-- Dataset entries --

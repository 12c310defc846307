use crate::{Geometry, GeometryVariant, Point};
use itertools::Itertools;

/// Policy for rendering coordinate values as text.
#[derive(Clone, Copy, Debug, Default, Eq, PartialEq)]
pub enum NumberFormat {
	/// Always write a decimal point: `30` becomes `30.0`.
	#[default]
	Canonical,
	/// Write the value's shortest representation: `30`, `-4.25`.
	Verbatim,
}

impl NumberFormat {
	fn render(self, value: f64) -> String {
		let text = value.to_string();
		match self {
			NumberFormat::Canonical if !text.contains('.') => format!("{text}.0"),
			_ => text,
		}
	}
}

/// Serializes a geometry as a WKT literal.
///
/// The output always uses the canonical shape of its variant: a single space
/// inside each tuple, `", "` between tuples, a space around the `Z` marker
/// and doubled parentheses for polygons. Every literal built here parses
/// back through [`parse_wkt`](crate::parse_wkt) unchanged.
#[must_use]
pub fn build_wkt(geometry: &Geometry, format: NumberFormat) -> String {
	let body = geometry
		.points()
		.iter()
		.map(|point| format_tuple(point, format))
		.join(", ");

	match geometry.variant() {
		GeometryVariant::Point => format!("POINT({body})"),
		GeometryVariant::PointZ => format!("POINT Z ({body})"),
		GeometryVariant::LineString => format!("LINESTRING({body})"),
		GeometryVariant::LineStringZ => format!("LINESTRING Z ({body})"),
		GeometryVariant::Polygon => format!("POLYGON(({body}))"),
	}
}

fn format_tuple(point: &Point, format: NumberFormat) -> String {
	let x = format.render(point.x());
	let y = format.render(point.y());
	match point.z() {
		Some(z) => format!("{x} {y} {}", format.render(z)),
		None => format!("{x} {y}"),
	}
}
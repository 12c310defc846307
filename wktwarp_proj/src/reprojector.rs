//! The narrow seam between geometry handling and coordinate transformation.
//!
//! Everything above [`ReprojectorTrait`] is testable without an external
//! tool: a stub implementation is enough.
//!
//! # Examples
//!
//! ```rust
//! use wktwarp_proj::{ReprojectionError, Reprojector, ReprojectorTrait};
//! use wktwarp_geometry::Point;
//!
//! #[derive(Debug)]
//! struct Nudge(f64);
//!
//! impl ReprojectorTrait for Nudge {
//!     fn reproject(
//!         &self,
//!         points: &[Point],
//!         _from: &str,
//!         _to: &str,
//!     ) -> Result<Vec<Point>, ReprojectionError> {
//!         Ok(points.iter().map(|p| Point::new(p.x() + self.0, p.y())).collect())
//!     }
//! }
//!
//! let reprojector: Reprojector = Box::new(Nudge(1.0));
//! let moved = reprojector.reproject(&[Point::new(1.0, 2.0)], "EPSG:4326", "EPSG:3857")?;
//! assert_eq!(moved, vec![Point::new(2.0, 2.0)]);
//! # Ok::<(), wktwarp_proj::ReprojectionError>(())
//! ```

use crate::ReprojectionError;
use std::fmt::Debug;
use wktwarp_geometry::Point;

/// Type alias for a boxed dynamic implementation of the `ReprojectorTrait`.
pub type Reprojector = Box<dyn ReprojectorTrait>;

/// A trait for transforming point batches between coordinate reference
/// systems.
///
/// Implementations guarantee that the output holds exactly one point per
/// input point, in the same order.
pub trait ReprojectorTrait: Debug + Send + Sync {
	/// Transforms all points from the `from` reference system to the `to`
	/// reference system in one batch.
	fn reproject(
		&self,
		points: &[Point],
		from: &str,
		to: &str,
	) -> Result<Vec<Point>, ReprojectionError>;
}

impl<T: ReprojectorTrait + ?Sized> ReprojectorTrait for Box<T> {
	fn reproject(
		&self,
		points: &[Point],
		from: &str,
		to: &str,
	) -> Result<Vec<Point>, ReprojectionError> {
		(**self).reproject(points, from, to)
	}
}
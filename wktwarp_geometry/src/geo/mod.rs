mod compare;
mod geometry;
mod point;
mod variant;

pub use compare::*;
pub use geometry::*;
pub use point::*;
pub use variant::*;
use crate::{ReprojectionError, ReprojectorTrait};
use wktwarp_geometry::{Geometry, Point};

/// Geometry-level reprojection on top of any [`ReprojectorTrait`].
///
/// The gateway hands a geometry's points to the reprojector and rebuilds a
/// geometry of the same variant from the result. Elevations are fixed up
/// according to the original variant: 2D variants drop whatever elevation
/// the tool echoed back (the wire pads them with zero), 3D variants take
/// the tool's elevation and fall back to the original one when the tool
/// returned a two value row. Point order is preserved end to end.
///
/// # Examples
///
/// ```rust
/// use wktwarp_proj::{MockReprojector, ReprojectionGateway};
/// use wktwarp_geometry::{NumberFormat, parse_wkt};
///
/// let gateway = ReprojectionGateway::new(MockReprojector::new());
/// let geometry = parse_wkt("LINESTRING(30.0 10.0, 10.0 30.0)")?;
/// let reprojected = gateway.reproject(geometry, "EPSG:4326", "EPSG:4326")?;
/// assert_eq!(
///     reprojected.to_wkt(NumberFormat::Canonical),
///     "LINESTRING(30.0 10.0, 10.0 30.0)"
/// );
/// # Ok::<(), anyhow::Error>(())
/// ```
#[derive(Debug)]
pub struct ReprojectionGateway<R: ReprojectorTrait> {
	reprojector: R,
}

impl<R: ReprojectorTrait> ReprojectionGateway<R> {
	pub fn new(reprojector: R) -> Self {
		Self { reprojector }
	}

	/// Reprojects a geometry between the two reference systems, preserving
	/// its variant.
	pub fn reproject(
		&self,
		geometry: Geometry,
		from: &str,
		to: &str,
	) -> Result<Geometry, ReprojectionError> {
		let variant = geometry.variant();
		let original = geometry.into_points();
		let transformed = self.reprojector.reproject(&original, from, to)?;

		let points = if variant.has_z() {
			transformed
				.iter()
				.zip(&original)
				.map(|(new, old)| match old.z() {
					Some(z) if !new.has_z() => new.with_z(z),
					_ => *new,
				})
				.collect()
		} else {
			transformed.iter().map(Point::dropping_z).collect()
		};

		Ok(Geometry::try_new(variant, points)?)
	}
}

#[cfg(test)]
mod tests {
	use super::*;
	use crate::MockReprojector;
	use anyhow::Result;
	use rstest::rstest;
	use wktwarp_geometry::{GeometryVariant, NumberFormat, parse_wkt};

	#[rstest]
	#[case("POINT(30.0 10.0)", GeometryVariant::Point)]
	#[case("POINT Z (30.0 10.0 5.0)", GeometryVariant::PointZ)]
	#[case("LINESTRING(30.0 10.0, 10.0 30.0)", GeometryVariant::LineString)]
	#[case("LINESTRING Z (30.0 10.0 1.0, 10.0 30.0 2.0)", GeometryVariant::LineStringZ)]
	#[case(
		"POLYGON((30.0 10.0, 40.0 40.0, 20.0 40.0, 30.0 10.0))",
		GeometryVariant::Polygon
	)]
	fn preserves_variant_and_points(#[case] wkt: &str, #[case] variant: GeometryVariant) -> Result<()> {
		let gateway = ReprojectionGateway::new(MockReprojector::new());
		let reprojected = gateway.reproject(parse_wkt(wkt)?, "EPSG:4326", "EPSG:6691")?;
		assert_eq!(reprojected.variant(), variant);
		assert_eq!(reprojected.to_wkt(NumberFormat::Canonical), wkt);
		Ok(())
	}

	#[test]
	fn strips_echoed_elevation_for_2d_variants() -> Result<()> {
		let gateway = ReprojectionGateway::new(MockReprojector::mapping(|p| p.with_z(0.0)));
		let reprojected = gateway.reproject(
			parse_wkt("LINESTRING(30.0 10.0, 10.0 30.0)")?,
			"EPSG:4326",
			"EPSG:6691",
		)?;
		assert_eq!(reprojected.variant(), GeometryVariant::LineString);
		assert!(reprojected.points().iter().all(|p| !p.has_z()));
		Ok(())
	}

	#[test]
	fn reattaches_original_elevation_for_3d_variants() -> Result<()> {
		let gateway = ReprojectionGateway::new(MockReprojector::mapping(|p| p.dropping_z()));
		let reprojected = gateway.reproject(
			parse_wkt("LINESTRING Z (30.0 10.0 1.5, 10.0 30.0 2.5)")?,
			"EPSG:4326",
			"EPSG:6691",
		)?;
		assert_eq!(
			reprojected.points().iter().map(|p| p.z()).collect::<Vec<_>>(),
			vec![Some(1.5), Some(2.5)]
		);
		Ok(())
	}

	#[test]
	fn prefers_tool_elevation_when_present() -> Result<()> {
		let gateway =
			ReprojectionGateway::new(MockReprojector::mapping(|p| p.with_z(p.z().unwrap_or(0.0) + 100.0)));
		let reprojected = gateway.reproject(
			parse_wkt("POINT Z (30.0 10.0 5.0)")?,
			"EPSG:4326",
			"EPSG:6691",
		)?;
		assert_eq!(reprojected.points()[0].z(), Some(105.0));
		Ok(())
	}

	#[test]
	fn preserves_point_order() -> Result<()> {
		let gateway = ReprojectionGateway::new(MockReprojector::mapping(|p| {
			Point::new(p.x() + 1.0, p.y() - 1.0)
		}));
		let reprojected = gateway.reproject(
			parse_wkt("LINESTRING(1.0 1.0, 2.0 2.0, 3.0 3.0)")?,
			"EPSG:4326",
			"EPSG:6691",
		)?;
		assert_eq!(
			reprojected.to_wkt(NumberFormat::Canonical),
			"LINESTRING(2.0 0.0, 3.0 1.0, 4.0 2.0)"
		);
		Ok(())
	}

	#[test]
	fn propagates_reprojector_failure() -> Result<()> {
		let gateway = ReprojectionGateway::new(MockReprojector::replaying(vec![]));
		let error = gateway
			.reproject(parse_wkt("POINT(1.0 2.0)")?, "EPSG:4326", "EPSG:6691")
			.unwrap_err();
		assert!(matches!(error, ReprojectionError::RowCountMismatch { .. }));
		Ok(())
	}

	#[test]
	fn surfaces_a_ring_broken_by_the_tool() -> Result<()> {
		let gateway = ReprojectionGateway::new(MockReprojector::replaying(vec![
			Point::new(0.0, 0.0),
			Point::new(1.0, 0.0),
			Point::new(1.0, 1.0),
			Point::new(9.0, 9.0),
		]));
		let error = gateway
			.reproject(
				parse_wkt("POLYGON((30.0 10.0, 40.0 40.0, 20.0 40.0, 30.0 10.0))")?,
				"EPSG:4326",
				"EPSG:6691",
			)
			.unwrap_err();
		assert!(matches!(error, ReprojectionError::InvalidResult(_)));
		Ok(())
	}
}
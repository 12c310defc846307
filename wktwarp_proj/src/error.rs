use std::process::ExitStatus;
use thiserror::Error;
use wktwarp_geometry::InvariantError;

/// Errors raised while delegating reprojection to the external tool.
///
/// None of these are retriable by this crate; the tool's own diagnostics are
/// propagated where available so the caller can decide what to do.
#[derive(Error, Debug)]
pub enum ReprojectionError {
	/// The tool could not be spawned or a pipe to it broke.
	#[error("failed to run the reprojection tool: {0}")]
	Io(#[from] std::io::Error),

	/// The tool ran but exited with a failure status.
	#[error("reprojection tool failed with {status}: {stderr}")]
	ToolFailure { status: ExitStatus, stderr: String },

	/// The tool emitted a different number of rows than it was fed.
	#[error("expected {expected} output rows, received {actual}")]
	RowCountMismatch { expected: usize, actual: usize },

	/// An output row does not hold two or three numeric tokens.
	#[error("malformed output row {line:?}: bad token {token:?}")]
	MalformedOutput { line: String, token: String },

	/// The reprojected points no longer satisfy the variant's invariants.
	#[error(transparent)]
	InvalidResult(#[from] InvariantError),
}
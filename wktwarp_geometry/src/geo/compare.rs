use super::Point;

/// Absolute tolerances for comparing coordinates that went through external
/// floating-point computation.
///
/// Horizontal and vertical tolerances are separate because the two axes
/// historically used different precisions. `PartialEq` on [`Point`] stays
/// exact; approximate comparison is always an explicit operation.
#[derive(Clone, Copy, Debug, PartialEq)]
pub struct Tolerance {
	pub xy: f64,
	pub z: f64,
}

impl Tolerance {
	/// Only bit-identical coordinates pass.
	#[must_use]
	pub fn exact() -> Self {
		Self { xy: 0.0, z: 0.0 }
	}

	/// Tolerances expressed as decimal digit counts: coordinates pass when
	/// they differ by at most half a unit in the given decimal place.
	#[must_use]
	pub fn decimals(xy: u8, z: u8) -> Self {
		Self {
			xy: 0.5 * 10f64.powi(-i32::from(xy)),
			z: 0.5 * 10f64.powi(-i32::from(z)),
		}
	}
}

impl Point {
	/// Compares two points within the given tolerance.
	///
	/// Points of different dimensionality never compare equal; two points
	/// without elevation compare on x and y only.
	#[must_use]
	pub fn approx_eq(&self, other: &Point, tolerance: Tolerance) -> bool {
		if (self.x() - other.x()).abs() > tolerance.xy {
			return false;
		}
		if (self.y() - other.y()).abs() > tolerance.xy {
			return false;
		}
		match (self.z(), other.z()) {
			(None, None) => true,
			(Some(a), Some(b)) => (a - b).abs() <= tolerance.z,
			_ => false,
		}
	}
}

/// Element-wise tolerance comparison of two point sequences. Sequences of
/// different length never compare equal and order matters.
#[must_use]
pub fn points_approx_eq(a: &[Point], b: &[Point], tolerance: Tolerance) -> bool {
	a.len() == b.len() && a.iter().zip(b).all(|(p, q)| p.approx_eq(q, tolerance))
}
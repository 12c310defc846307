use super::parse_wkt;
use crate::Geometry;
use anyhow::Result;
use std::io::Read;

/// Reads a single WKT literal from a reader, e.g. a fixture file.
///
/// The whole input is taken as one literal; surrounding whitespace and a
/// trailing newline are ignored.
pub fn read_wkt(mut reader: impl Read) -> Result<Geometry> {
	let mut buffer = String::new();
	reader.read_to_string(&mut buffer)?;
	Ok(parse_wkt(&buffer)?)
}

#[cfg(test)]
mod tests {
	use super::*;
	use crate::GeometryVariant;
	use std::io::Cursor;

	#[test]
	fn reads_literal_with_trailing_newline() -> Result<()> {
		let geometry = read_wkt(Cursor::new("LINESTRING(30 10, 10 30)\n"))?;
		assert_eq!(geometry.variant(), GeometryVariant::LineString);
		assert_eq!(geometry.len(), 2);
		Ok(())
	}

	#[test]
	fn reads_literal_from_file() -> Result<()> {
		let dir = tempfile::tempdir()?;
		let path = dir.path().join("point.txt");
		std::fs::write(&path, "POINT Z (30.0 10.0 5.0)\n")?;

		let geometry = read_wkt(std::fs::File::open(&path)?)?;
		assert_eq!(geometry.variant(), GeometryVariant::PointZ);
		Ok(())
	}

	#[test]
	fn propagates_parse_errors() {
		let result = read_wkt(Cursor::new("CIRCLE(1 2 3)"));
		assert!(result.is_err());
		assert_eq!(
			result.unwrap_err().to_string(),
			"unsupported format: CIRCLE(1 2 3)"
		);
	}

	#[test]
	fn fails_on_invalid_utf8() {
		assert!(read_wkt(Cursor::new(vec![0xff, 0xfe])).is_err());
	}
}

-- What this task involves --
If a line of the records includes the string "anyhow", copy it out.

-- Exercise solution --
/// # Ok::<(), anyhow::Error>(())
	use anyhow::Result;
use anyhow::Result;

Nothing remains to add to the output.